I’m okay with them with Early to High medieval gear not straight up very Late Medieval entering Renaissance gear.

Yes, they may possibly adapt the “the return of gods” mod that brings the Aztecs from AoE 3 so they can bring American maps from AoE 2 and 3 in Retold…

Yes, for me I don’t think they will change it except in some expansion and if people complain too much…

In theory AoM could reach 1500 CE (late Middle Ages and Renaissance) or even 1800 CE (if they include North American native mythologies and don’t use gunpowder units), so I don’t see a problem…

the problem isn’t literal anachronism because everyone knows anachronism exists and doesn’t mind it. the norse civ feels like it could be in late antiquity period, they are just 4th century germanic pirates but with a younger language. what is a problem is that the kite shield feels out of place because it’s strongly associated with high medieval period and further interrupts the illusion that the norse and greeks “fit” together. obviously that is not going to be an issue for everyone but clearly it’s kind of an ugly thing for myself and the other posters above. no reason they can’t just give the norse typical round shields more befitting the early medieval period

That’s true, maybe they’ll correct it if we ask them that…because otherwise the huskarl and inf units will feel strange…

Adding Israelites to the game is a terrible idea, as Judaism is a monotheistic religion.
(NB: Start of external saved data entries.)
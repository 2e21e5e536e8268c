use std::sync::Arc;

use tracing::{info, warn};

use super::deliver::CallbackSink;
use crate::ai::ModelClient;
use crate::ai::prompt::build_rewrite_prompt;
use crate::core::models::RewriteRequest;
use crate::errors::BotError;
use crate::slack::response_builder::{create_rewrite_error_payload, create_rewrite_payload};

/// Background half of the `/lucidlayer` command.
#[derive(Clone)]
pub struct RewriteWorker {
    model: Arc<dyn ModelClient>,
    callbacks: Arc<dyn CallbackSink>,
}

impl RewriteWorker {
    #[must_use]
    pub fn new(model: Arc<dyn ModelClient>, callbacks: Arc<dyn CallbackSink>) -> Self {
        Self { model, callbacks }
    }

    /// Generate the rewrite and post exactly one payload to `response_url`.
    ///
    /// # Errors
    ///
    /// Returns an error only when the callback POST itself fails; model
    /// failures are delivered to the caller as an error payload.
    pub async fn run(&self, request: RewriteRequest) -> Result<(), BotError> {
        let prompt = build_rewrite_prompt(&request.message, request.mode);

        let payload = match self.model.generate(&prompt).await {
            Ok(rewritten) => {
                info!(
                    correlation_id = %request.correlation_id,
                    mode = %request.mode,
                    "Rewrite generated"
                );
                create_rewrite_payload(&request.user_id, request.mode, &rewritten)
            }
            Err(e) => {
                warn!(correlation_id = %request.correlation_id, "Rewrite failed: {}", e);
                create_rewrite_error_payload(&e.to_string())
            }
        };

        self.callbacks.post(&request.response_url, &payload).await
    }
}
Any monotheistic religions should be left out of this game, as their inclusion would be offensive to adherents. As far as I’m concerned, any and all polytheistic religions are fair game, just not monotheistic ones.

I agree with the reply that suggested Canaanites instead.
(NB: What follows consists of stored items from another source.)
//! Supervised submission of background tasks.
//!
//! Every unit of model-API work is handed to [`TaskSupervisor::submit`], which
//! spawns it on the tokio runtime and reports errors and panics on a failure
//! channel instead of letting them disappear with a detached task.

use std::future::Future;
use std::sync::Arc;
use std::sync::atomic::{AtomicUsize, Ordering};

use tokio::sync::Notify;
use tokio::sync::mpsc::{self, UnboundedReceiver, UnboundedSender};
use tokio::task::JoinHandle;
use tracing::{debug, error};

use crate::errors::BotError;

/// A background task that ended with an error or a panic.
#[derive(Debug, Clone, PartialEq, Eq)]
pub struct TaskFailure {
    pub task: &'static str,
    pub correlation_id: String,
    pub error: String,
}

#[derive(Default)]
struct Counters {
    scheduled: AtomicUsize,
    in_flight: AtomicUsize,
    idle: Notify,
}

#[derive(Clone)]
pub struct TaskSupervisor {
    counters: Arc<Counters>,
    failures: UnboundedSender<TaskFailure>,
}

impl TaskSupervisor {
    /// Create a supervisor and the receiving end of its failure channel.
    #[must_use]
    pub fn new() -> (Self, UnboundedReceiver<TaskFailure>) {
        let (failures, rx) = mpsc::unbounded_channel();
        (
            Self {
                counters: Arc::new(Counters::default()),
                failures,
            },
            rx,
        )
    }

    /// Spawn `work` in the background. Never blocks the caller.
    pub fn submit<F>(&self, task: &'static str, correlation_id: impl Into<String>, work: F)
    where
        F: Future<Output = Result<(), BotError>> + Send + 'static,
    {
        let correlation_id = correlation_id.into();
        self.counters.scheduled.fetch_add(1, Ordering::SeqCst);
        self.counters.in_flight.fetch_add(1, Ordering::SeqCst);
        debug!(task, correlation_id = %correlation_id, "Scheduling background task");

        let counters = Arc::clone(&self.counters);
        let failures = self.failures.clone();

        tokio::spawn(async move {
            let outcome = match tokio::spawn(work).await {
                Ok(Ok(())) => None,
                Ok(Err(e)) => Some(e.to_string()),
                Err(join_err) if join_err.is_panic() => Some("task panicked".to_string()),
                Err(join_err) => Some(join_err.to_string()),
            };

            if let Some(error) = outcome {
                // Receiver gone means we are shutting down; the task is over either way.
                let _ = failures.send(TaskFailure {
                    task,
                    correlation_id,
                    error,
                });
            }

            if counters.in_flight.fetch_sub(1, Ordering::SeqCst) == 1 {
                counters.idle.notify_waiters();
            }
        });
    }

    /// Total number of tasks ever submitted.
    #[must_use]
    pub fn scheduled(&self) -> usize {
        self.counters.scheduled.load(Ordering::SeqCst)
    }

    #[must_use]
    pub fn in_flight(&self) -> usize {
        self.counters.in_flight.load(Ordering::SeqCst)
    }

    /// Resolve once no submitted task is still running.
    pub async fn wait_idle(&self) {
        loop {
            let notified = self.counters.idle.notified();
            if self.in_flight() == 0 {
                return;
            }
            notified.await;
        }
    }
}

/// Drain the failure channel into the log until every sender is dropped.
pub fn spawn_failure_logger(mut failures: UnboundedReceiver<TaskFailure>) -> JoinHandle<()> {
    tokio::spawn(async move {
        while let Some(failure) = failures.recv().await {
            error!(
                task = failure.task,
                correlation_id = %failure.correlation_id,
                "Background task failed: {}",
                failure.error
            );
        }
    })
}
Yes, these mythologies are left out:

Monotheism characterizes the traditions of Zoroastrianism,[10] Bábism, the Baháʼí Faith, Christianity,[11] Deism, Druzism,[12] Eckankar, Sikhism, Manichaeism, Islam, Judaism, Samaritanism, Mandaeism, Rastafari, Seicho-no-Ie, Tenrikyo, Yazidism, and Atenism. Elements of monotheistic thought are found in early religions such as ancient Chinese religion and Yahwism.[2][13][14]
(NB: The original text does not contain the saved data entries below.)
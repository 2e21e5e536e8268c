//! Handler for the `/lucidlayer` slash command.
//!
//! Acks immediately with the chosen mode; the rewrite itself runs on the
//! task supervisor and answers through `response_url`.

use std::sync::Arc;

use axum::http::HeaderMap;
use axum::response::Response;
use tracing::{info, warn};
use uuid::Uuid;

use super::helpers::{forbidden, ok_ephemeral};
use super::parsing::parse_slack_event;
use super::signature::verify_request;
use super::state::AppState;
use crate::core::models::{RewriteMode, RewriteRequest};
use crate::slack::response_builder::rewrite_ack_text;

pub const UNREADABLE_COMMAND_MESSAGE: &str =
    "Sorry, I couldn't read that command. Please try again.";

/// Handle a slash command from Slack.
pub fn handle_command(state: &AppState, body: &[u8], headers: &HeaderMap) -> Response {
    if !verify_request(headers, body, &state.config.slack_signing_secret) {
        return forbidden();
    }

    let command = match parse_slack_event(body) {
        Ok(command) => command,
        Err(e) => {
            warn!("Failed to parse slash command: {}", e);
            return ok_ephemeral(UNREADABLE_COMMAND_MESSAGE);
        }
    };

    if command.response_url.is_empty() {
        warn!(user_id = %command.user_id, "Slash command without response_url");
        return ok_ephemeral(UNREADABLE_COMMAND_MESSAGE);
    }

    let (mode, message) = RewriteMode::split_command_text(&command.text);
    let correlation_id = Uuid::new_v4().to_string();
    info!(
        correlation_id = %correlation_id,
        user_id = %command.user_id,
        mode = %mode,
        "Scheduling rewrite"
    );

    let request = RewriteRequest {
        correlation_id: correlation_id.clone(),
        message,
        mode,
        user_id: command.user_id,
        response_url: command.response_url,
    };

    let rewriter = Arc::clone(&state.rewriter);
    state
        .supervisor
        .submit("rewrite", correlation_id, async move { rewriter.run(request).await });

    ok_ephemeral(&rewrite_ack_text(mode))
}
//! LucidLayer - a Slack bot that relays messages and documents to watsonx.ai.
//!
//! Users get sassy replies to direct messages, humorous inline annotations on
//! files they share, and tone rewrites through the `/lucidlayer` slash command.
//!
//! # Architecture
//!
//! The system uses:
//! - axum for the webhook, slash-command and health routes
//! - a supervised pool of tokio tasks for every model call
//! - a bounded moka cache to drop redelivered Slack events
//! - slack-morphism and reqwest for Slack API interactions
//! - reqwest for the watsonx.ai REST API
//!
//! # Example
//!
//! ```no_run
//! use lucidlayer::api::{AppState, serve};
//! use lucidlayer::core::config::AppConfig;
//! use lucidlayer::worker::spawn_failure_logger;
//!
//! #[tokio::main]
//! async fn main() -> Result<(), Box<dyn std::error::Error>> {
//!     lucidlayer::setup_logging();
//!
//!     let config = AppConfig::from_env()?;
//!     let (state, failures) = AppState::from_config(config);
//!     spawn_failure_logger(failures);
//!
//!     serve(state).await?;
//!     Ok(())
//! }
//! ```

// Module declarations
pub mod ai;
pub mod api;
pub mod core;
pub mod errors;
pub mod extract;
pub mod slack;
pub mod worker;

/// Configure structured JSON logging.
///
/// The filter comes from `RUST_LOG` and defaults to `info`. Calling this more
/// than once is harmless; later calls leave the first subscriber in place.
///
/// # Example
///
/// ```
/// lucidlayer::setup_logging();
/// ```
pub fn setup_logging() {
    use tracing_subscriber::EnvFilter;
    use tracing_subscriber::prelude::*;

    let fmt_layer = tracing_subscriber::fmt::layer().json().with_target(true);
    let filter = EnvFilter::try_from_default_env().unwrap_or_else(|_| EnvFilter::new("info"));

    let _ = tracing_subscriber::registry()
        .with(filter)
        .with(fmt_layer)
        .try_init();
}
The Tikar people of Cameroon have a traditional spirituality that emphasizes the worship of a single god, Nyuy.[37]

The Himba people of Namibia practice a form of monotheistic panentheism, and worship the god Mukuru. The deceased ancestors of the Himba and Herero are subservient to him, acting as intermediaries.[38]

The Igbo people practice a form of monotheism called Odinani.[39] Odinani has monotheistic and panentheistic attributes, having a single God as the source of all things. Although a pantheon of spirits exists, these are lesser spirits prevalent in Odinani expressly serving as elements of Chineke (or Chukwu), the supreme being or high god.

Waaq is the name of a singular God in the traditional religion of many Cushitic people in the Horn of Africa, denoting an early monotheistic religion. However this religion was mostly replaced with the Abrahamic religions. Some (approximately 3%) of Oromo still follow this traditional monotheistic religion called Waaqeffanna in Oromo.

######## or Tangrism (sometimes stylized as Tengriism), occasionally referred to as Tengrianism, is a modern term[56] for a Central Asian religion characterized by features of shamanism, animism, totemism, both polytheism and monotheism,[57][58][59][60] and ancestor worship. Historically, it was the prevailing religion of the Bulgars, Turks, Mongols, and Hungarians, as well as the Xiongnu and the Huns.[61][62] It was the state religion of the six ancient Turkic states: Avar Khaganate, Old Great Bulgaria, First Bulgarian Empire, Göktürks Khaganate, Eastern Tourkia and Western Turkic Khaganate. In Irk Bitig, Tengri is mentioned as Türük Tängrisi (God of Turks).[63] The term is perceived among Turkic peoples as a national religion.

In Chinese and Turco-Mongol traditions, the Supreme God is commonly referred to as the ruler of Heaven, or the Sky Lord granted with omnipotent powers, but it has largely diminished in those regions due to ancestor worship, Taoism’s pantheistic views and Buddhism’s rejection of a creator God. On some occasions in the mythology, the Sky Lord as identified as a male has been associated to mate with an Earth Mother, while some traditions kept the omnipotence of the Sky Lord unshared.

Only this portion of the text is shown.